Bunker-Ziegen versus Vertriebene

Im ehemaligen Luftschutzbunker in Kreuzberg wird wohl nicht so bald das „Zentrum gegen Vertreibung“ entstehen. Der Liegenschaftsfonds hat die Sprengkraft der Debatte erkannt und will ohne Bundesentscheidung nicht über den Verkauf beraten

von JAN ROSENKRANZ

Droht eine neue Vertreibung? Wiederholt sich Geschichte? Erstens: Nicht ausgeschlossen. Zweitens: Natürlich nicht. In der Debatte um das „Vertriebenen-Zentrum“ ist alles offen und vieles möglich – auch die Vertreibung von neun Hühnern und drei Ziegen, die zurzeit noch in einem Streichelzoo leben. Doch von vorn.

In der Kreuzberger Fichtestraße steht ein ehemaliger Luftschutzbunker leer und zum Verkauf. Er ist kreisrund und geklinkert, 21 Meter hoch, 55 Meter im Durchmesser und damit groß genug für Erika Steinbach. Die Präsidentin des Bundes der Vertriebenen und Vorsitzende der Stiftung „Zentrum gegen Vertreibung“ will ebendort ein ebensolches Zentrum bauen, genauer: ein Gedenk- und Dokumentationszentrum. Kaum hatte Steinbach ihr Interesse an der Immobilie bekundet, hob die Kritik an – im Ausland, auf Bundes- und Landesebene.

Zum Beispiel Walter Momper. Der Präsident des Abgeordnetenhauses und Anwohner der Fichtestraße hält die Idee, in einem Bunker eine Vertriebenen-Gedenkstätte zu bauen, für „abwegig“. Er habe auch Probleme mit der Eingrenzung des Projekts auf deutsche Vertriebene.

Die Bezirksbürgermeisterin von Friedrichshain-Kreuzberg, Cornelia Reinauer (PDS), sieht auch einigen Klärungsbedarf. Bevor sich der Bezirk positioniere, müsse es eine Verständigung mit unseren Nachbarländern geben. „So ein Projekt kann man nicht im Alleingang machen“, sagt Reinauer. Zudem werde die Immobilie vom Berliner Liegenschaftsfonds verwaltet.

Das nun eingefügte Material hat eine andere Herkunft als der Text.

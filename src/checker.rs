/*!
checker module

`PinyinChecker` validates and corrects romanized Chinese names against a
fixed syllable vocabulary. It owns two views of the same word list, built in
one pass:

- a `Lexicon` (first character -> syllables) used by the maximum-matching
  segmenters to decide whether a string splits into valid syllables;
- a `MetricTree` over the syllables, searched with radius 1 to find valid
  neighbours of a suspicious two-character window.

`check_name` works in a fixed sequence:

1. normalize: every character outside `[A-Za-z0-9]` becomes a space, then
   trim and lowercase;
2. reject the name unless forward or backward segmentation of the joined
   parts yields at least one valid syllable;
3. a single part is returned unchanged if it already segments into valid
   syllables; otherwise each suspicious position is repaired with one
   substitution or insertion taken from a tree neighbour, and only repairs
   that segment fully are kept;
4. several parts are corrected one by one and recombined depth-first, with
   names longer than `max_name_tokens` pruned.
*/

use std::collections::BTreeSet;
use std::fs::File;
use std::io::{BufRead, BufReader};
use std::path::Path;
use std::time::Instant;

use crate::bktree::{DistanceFn, MetricTree};
use crate::config::CheckerConfig;
use crate::distance::str_distance;
use crate::error::{Error, Result};
use crate::lexicon::Lexicon;
use crate::segment::{backward_max_match, forward_max_match};

/// Corrections are single edits.
const RADIUS: usize = 1;

/// Pinyin name checker. Read-only once built, so it can be shared across
/// threads freely; growing the vocabulary needs `&mut self`.
#[derive(Debug)]
pub struct PinyinChecker {
    lexicon: Lexicon,
    tree: MetricTree<String>,
    config: CheckerConfig,
}

impl PinyinChecker {
    /// A checker with an empty vocabulary. Every name is rejected until
    /// words are added.
    pub fn new(config: CheckerConfig) -> Self {
        Self {
            lexicon: Lexicon::new(),
            tree: MetricTree::empty(str_distance::<String> as DistanceFn<String>),
            config,
        }
    }

    /// Build from an iterator of syllables with the default configuration.
    pub fn from_words<I, S>(words: I) -> Self
    where
        I: IntoIterator<Item = S>,
        S: AsRef<str>,
    {
        Self::with_config(CheckerConfig::default(), words)
    }

    /// Build from an iterator of syllables. Blank entries are skipped.
    pub fn with_config<I, S>(config: CheckerConfig, words: I) -> Self
    where
        I: IntoIterator<Item = S>,
        S: AsRef<str>,
    {
        let mut checker = Self::new(config);
        for word in words {
            checker.load_word(word.as_ref());
        }
        checker
    }

    /// Build from a compile-time map emitted by `include_syllables!`.
    pub fn from_phf(syllables: &'static phf::Map<char, &'static [&'static str]>) -> Self {
        Self::with_config(
            CheckerConfig::default(),
            syllables.values().flat_map(|words| words.iter().copied()),
        )
    }

    /// Load a vocabulary file with one syllable per line.
    pub fn from_path<P: AsRef<Path>>(path: P) -> Result<Self> {
        Self::from_path_with_config(path, CheckerConfig::default())
    }

    /// Load a vocabulary file with one syllable per line.
    ///
    /// Fails with [`Error::MissingResource`] if the file does not exist.
    pub fn from_path_with_config<P: AsRef<Path>>(path: P, config: CheckerConfig) -> Result<Self> {
        let path = path.as_ref();
        if !path.exists() {
            return Err(Error::MissingResource(path.to_path_buf()));
        }
        let file = File::open(path)?;
        Self::from_reader(BufReader::new(file), config)
    }

    /// Load a line-oriented vocabulary. Lines are trimmed; blank lines and
    /// `#` comments are skipped, as `include_syllables!` does.
    pub fn from_reader<R: BufRead>(reader: R, config: CheckerConfig) -> Result<Self> {
        let started = Instant::now();
        let mut checker = Self::new(config);
        let mut words = 0usize;
        for line in reader.lines() {
            let line = line?;
            if line.trim_start().starts_with('#') {
                continue;
            }
            if checker.load_word(&line) {
                words += 1;
            }
        }
        tracing::info!(
            words,
            distinct = checker.tree.len(),
            elapsed_ms = started.elapsed().as_millis() as u64,
            "loaded syllable vocabulary"
        );
        Ok(checker)
    }

    /// Add one syllable to both the lexicon and the tree.
    ///
    /// Returns `Ok(false)` if the syllable was already known, and
    /// [`Error::InvalidInput`] if it is empty after trimming.
    pub fn add_word(&mut self, word: &str) -> Result<bool> {
        let word = normalize_word(word);
        if word.is_empty() {
            return Err(Error::invalid_input("cannot add an empty syllable"));
        }
        if !self.tree.insert(word.clone()) {
            return Ok(false);
        }
        self.lexicon.insert(word);
        Ok(true)
    }

    fn load_word(&mut self, raw: &str) -> bool {
        let word = normalize_word(raw);
        if word.is_empty() {
            return false;
        }
        self.lexicon.insert(word.clone());
        self.tree.insert(word);
        true
    }

    pub fn lexicon(&self) -> &Lexicon {
        &self.lexicon
    }

    pub fn tree(&self) -> &MetricTree<String> {
        &self.tree
    }

    pub fn config(&self) -> &CheckerConfig {
        &self.config
    }

    pub fn segment_forward<'a>(&self, text: &'a str) -> Vec<&'a str> {
        forward_max_match(&self.lexicon, text, self.config.max_token_len)
    }

    pub fn segment_backward<'a>(&self, text: &'a str) -> Vec<&'a str> {
        backward_max_match(&self.lexicon, text, self.config.max_token_len)
    }

    /// True if forward segmentation splits `name` into valid syllables only.
    pub fn is_right_name(&self, name: &str) -> bool {
        let segments = self.segment_forward(name);
        !segments.is_empty() && segments.iter().all(|s| self.lexicon.is_valid(s))
    }

    /// True if either segmentation direction finds at least one valid
    /// syllable in `text`.
    pub fn is_plausible(&self, text: &str) -> bool {
        self.segment_forward(text)
            .into_iter()
            .chain(self.segment_backward(text))
            .any(|s| self.lexicon.is_valid(s))
    }

    /// Correct a raw name.
    ///
    /// Returns every corrected spelling, or an empty list when the input is
    /// too short, does not look like pinyin, or has no valid correction.
    /// Single-part results are sorted; multi-part results come out in
    /// depth-first order over sorted per-part candidates.
    pub fn check_name(&self, raw: &str) -> Vec<String> {
        let name = normalize_name(raw);
        if name.len() < self.config.min_name_len {
            tracing::debug!(name = %name, "name too short");
            return Vec::new();
        }

        let parts: Vec<&str> = name.split_whitespace().collect();
        if !self.is_plausible(&parts.concat()) {
            tracing::debug!(name = %name, "name does not look like pinyin");
            return Vec::new();
        }

        match parts.as_slice() {
            [single] => self.correct_token(single).into_iter().collect(),
            _ => self.correct_parts(&parts),
        }
    }

    /// Candidates for one space-free token. `token` must be normalized
    /// (lowercase ASCII alphanumerics).
    fn correct_token(&self, token: &str) -> BTreeSet<String> {
        debug_assert!(token.is_ascii());

        if self.is_right_name(token) {
            return BTreeSet::from([token.to_string()]);
        }

        let bytes = token.as_bytes();
        let mut names = BTreeSet::new();
        if bytes.len() < 2 {
            return names;
        }

        for (i, &b) in bytes.iter().enumerate() {
            if b.is_ascii_lowercase() && self.window_is_valid(token, i) {
                continue;
            }
            tracing::trace!(token, position = i, "suspicious position");

            let mut neighbours: BTreeSet<&str> = BTreeSet::new();
            if i > 0 {
                neighbours.extend(self.nearby(&token[i - 1..=i]));
            }
            if i + 1 < bytes.len() {
                neighbours.extend(self.nearby(&token[i..=i + 1]));
            }

            for word in neighbours {
                for candidate in repairs(token, i, word) {
                    if self.is_right_name(&candidate) {
                        tracing::trace!(token, candidate = %candidate, "accepted repair");
                        names.insert(candidate);
                    }
                }
            }
        }
        names
    }

    /// Whether the two-character window starting or ending at `i` is a
    /// syllable.
    fn window_is_valid(&self, token: &str, i: usize) -> bool {
        let suffix = i + 1 < token.len() && self.lexicon.is_valid(&token[i..i + 2]);
        let prefix = i > 0 && self.lexicon.is_valid(&token[i - 1..=i]);
        suffix || prefix
    }

    fn nearby(&self, window: &str) -> Vec<&str> {
        self.tree
            .search(&window.to_string(), RADIUS)
            .into_iter()
            .map(String::as_str)
            .collect()
    }

    fn correct_parts(&self, parts: &[&str]) -> Vec<String> {
        let mut choices: Vec<Vec<String>> = Vec::with_capacity(parts.len());
        for &part in parts {
            if self.lexicon.is_valid(part) {
                choices.push(vec![part.to_string()]);
            } else if part.len() > 1 {
                choices.push(self.correct_token(part).into_iter().collect());
            }
        }

        let mut names = Vec::new();
        if choices.is_empty() {
            return names;
        }
        if choices.len() > self.config.max_name_tokens {
            tracing::debug!(
                tokens = choices.len(),
                max = self.config.max_name_tokens,
                "too many name parts"
            );
        }
        let mut current = Vec::with_capacity(choices.len());
        combine(&choices, self.config.max_name_tokens, &mut current, &mut names);
        names
    }
}

/// Vocabulary words are stored trimmed and lowercased, matching the
/// lowercased lookups of [`Lexicon::is_valid`].
fn normalize_word(raw: &str) -> String {
    raw.trim().to_lowercase()
}

/// Replace every character outside `[A-Za-z0-9]` with a space, trim and
/// lowercase.
pub fn normalize_name(raw: &str) -> String {
    let replaced: String = raw
        .chars()
        .map(|c| if c.is_ascii_alphanumeric() { c } else { ' ' })
        .collect();
    replaced.trim().to_ascii_lowercase()
}

/// Single-edit repairs of `token` at position `i` suggested by the valid
/// neighbour `word`, whose first two characters are `first` and `second`:
///
/// - `token[i-1] == first`: substitute `token[i]` with `second`;
/// - `token[i+1] == second`: substitute `token[i]` with `first`;
/// - `token[i] == first`: insert `second` after `i`, or else
///   `token[i] == second`: insert `first` before `i`.
fn repairs(token: &str, i: usize, word: &str) -> Vec<String> {
    let mut chars = word.chars();
    let (Some(first), Some(second)) = (chars.next(), chars.next()) else {
        return Vec::new();
    };

    let bytes = token.as_bytes();
    let current = char::from(bytes[i]);
    let mut out = Vec::with_capacity(3);

    if i > 0 && char::from(bytes[i - 1]) == first {
        out.push(splice(token, i, i + 1, second));
    }
    if i + 1 < bytes.len() && char::from(bytes[i + 1]) == second {
        out.push(splice(token, i, i + 1, first));
    }
    if current == first {
        out.push(splice(token, i + 1, i + 1, second));
    } else if current == second {
        out.push(splice(token, i, i, first));
    }
    out
}

/// `token` with `token[start..end]` replaced by `c`.
fn splice(token: &str, start: usize, end: usize, c: char) -> String {
    let mut s = String::with_capacity(token.len() + c.len_utf8());
    s.push_str(&token[..start]);
    s.push(c);
    s.push_str(&token[end..]);
    s
}

/// Depth-first Cartesian product of `choices`, joined with single spaces.
/// `current` is extended and restored around each branch; a branch that
/// would need more than `max_tokens` parts is cut.
fn combine<'a>(
    choices: &'a [Vec<String>],
    max_tokens: usize,
    current: &mut Vec<&'a str>,
    names: &mut Vec<String>,
) {
    let Some((head, tail)) = choices.split_first() else {
        names.push(current.join(" "));
        return;
    };
    if current.len() >= max_tokens {
        return;
    }
    for candidate in head {
        current.push(candidate.as_str());
        combine(tail, max_tokens, current, names);
        current.pop();
    }
}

Dessen Lenkungsausschuss hatte das Thema für heute kurzfristig auf die Tagungsordnung gesetzt. Am vergangenen Freitag hat so auch Finanzstadtrat Lorenz Postler (PDS), der den Bezirk im Ausschuss vertritt, von den Plänen erfahren und schon einmal vorab sein Veto angekündigt. Schließlich habe der Bundestag seinerzeit beschlossen, „dass es darüber eine Diskussion auf europäischer Ebene geben soll“, so Postler. Und die könne er noch nicht erkennen. Kurzum: Ohne europäische Diskussion werde es in Kreuzberg kein Vertriebenen-Zentrum geben.

Beim Liegenschaftsfond hat man inzwischen die Brisanz erkannt. Geschäftsführer Holger Lippmann hat den Punkt „Fichtebunker“ inzwischen von der Tagesordnung gestrichen. Seine Sprecherin, Irina Dähne, bestätigt lediglich, dass es eine Anfrage der Stiftung gebe, mehr nicht. „Wir warten die Entscheidung der Bundesregierung ab, ob Berlin überhaupt Standort werden soll“, so Dähne.

Der wissenschaftliche Beirat der Stiftung hat sich da jedoch bereits festgelegt. Nur Berlin komme in Frage. Intern diskutiere man jedoch auch andere Berliner Standorte als die Fichtestraße, heißt es aus der Stiftung.

Angesichts der enormen Sanierungskosten hat sich bislang noch jeder Interessent nach eingehender Begutachtung gegen den Fichtebunker entschieden, weiß Finanzstadtrat Postler. 1997 gab es die letzte große Investorensuche, ein Gutachten kam damals auch zu dem Ergebnis, das Gebäude müsse von Asbest befreit werden. Ursprünglich 1876 als Gasometer eingeweiht, wurde das Gebäude 1941 zum Luftschutzbunker umgebaut – dazu wurden die Wände mit bis zu drei Meter dickem Beton verstärkt. Nach dem Krieg diente es erst eine Weile als Flüchtlingslager, dann als Altenheim und zuletzt bis zur Wende als senatseigenes Lager für Lebensmittelreserven. Seit dem steht der Exbunker leer. Nur das Gelände drum herum haben vor mehr als zwei Jahren zwei Anwohner gemietet – für ihre neun Hühner und drei Ziegen. Kommt das Zentrum, müssten sie weg. Ob es kommt, weiß niemand.